Repeat exactly, please, the opening lines of the data below, through and including the line where "contiguous 16-byte tags." sits.

Data for this exercise:
##############################

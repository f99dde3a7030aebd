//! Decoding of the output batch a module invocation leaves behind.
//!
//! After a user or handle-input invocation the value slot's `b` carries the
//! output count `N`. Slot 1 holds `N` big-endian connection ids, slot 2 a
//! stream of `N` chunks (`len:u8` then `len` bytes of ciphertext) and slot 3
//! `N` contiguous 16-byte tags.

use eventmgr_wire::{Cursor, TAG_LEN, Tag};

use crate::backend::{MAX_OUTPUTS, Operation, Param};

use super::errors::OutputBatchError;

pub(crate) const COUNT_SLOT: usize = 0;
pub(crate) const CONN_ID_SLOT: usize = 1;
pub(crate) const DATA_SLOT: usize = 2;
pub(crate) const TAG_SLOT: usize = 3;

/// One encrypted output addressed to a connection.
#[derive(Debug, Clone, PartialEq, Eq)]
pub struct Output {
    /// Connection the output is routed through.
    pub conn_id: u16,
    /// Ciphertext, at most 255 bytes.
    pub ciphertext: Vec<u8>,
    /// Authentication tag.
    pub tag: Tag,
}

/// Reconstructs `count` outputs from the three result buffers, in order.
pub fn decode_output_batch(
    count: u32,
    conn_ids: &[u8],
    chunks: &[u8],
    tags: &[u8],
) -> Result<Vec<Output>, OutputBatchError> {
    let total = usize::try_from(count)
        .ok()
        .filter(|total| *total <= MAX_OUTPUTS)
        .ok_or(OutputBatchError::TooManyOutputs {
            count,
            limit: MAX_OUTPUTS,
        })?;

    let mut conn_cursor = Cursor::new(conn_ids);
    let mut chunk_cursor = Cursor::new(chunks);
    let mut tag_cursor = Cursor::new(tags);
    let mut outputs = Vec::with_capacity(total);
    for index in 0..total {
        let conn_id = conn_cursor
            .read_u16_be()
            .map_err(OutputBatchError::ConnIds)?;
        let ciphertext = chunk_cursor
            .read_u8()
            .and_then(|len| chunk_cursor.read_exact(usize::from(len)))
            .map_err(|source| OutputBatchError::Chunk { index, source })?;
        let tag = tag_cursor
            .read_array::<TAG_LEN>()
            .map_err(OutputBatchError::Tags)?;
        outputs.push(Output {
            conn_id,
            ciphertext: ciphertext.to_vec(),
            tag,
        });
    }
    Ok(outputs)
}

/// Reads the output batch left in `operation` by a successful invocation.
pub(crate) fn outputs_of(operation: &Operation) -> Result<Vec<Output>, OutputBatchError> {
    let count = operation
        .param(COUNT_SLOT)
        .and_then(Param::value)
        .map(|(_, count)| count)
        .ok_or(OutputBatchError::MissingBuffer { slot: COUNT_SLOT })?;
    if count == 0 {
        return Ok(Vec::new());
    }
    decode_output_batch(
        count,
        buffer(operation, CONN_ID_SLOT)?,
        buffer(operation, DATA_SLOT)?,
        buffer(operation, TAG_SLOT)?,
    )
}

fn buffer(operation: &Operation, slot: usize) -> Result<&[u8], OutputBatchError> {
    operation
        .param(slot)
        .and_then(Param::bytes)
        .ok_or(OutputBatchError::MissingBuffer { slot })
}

##############################

Your solution:
repository f99dde3a7030aebd
//! Decoding of the output batch a module invocation leaves behind.
//!
//! After a user or handle-input invocation the value slot's `b` carries the
//! output count `N`. Slot 1 holds `N` big-endian connection ids, slot 2 a
//! stream of `N` chunks (`len:u8` then `len` bytes of ciphertext) and slot 3
//! `N` contiguous 16-byte tags.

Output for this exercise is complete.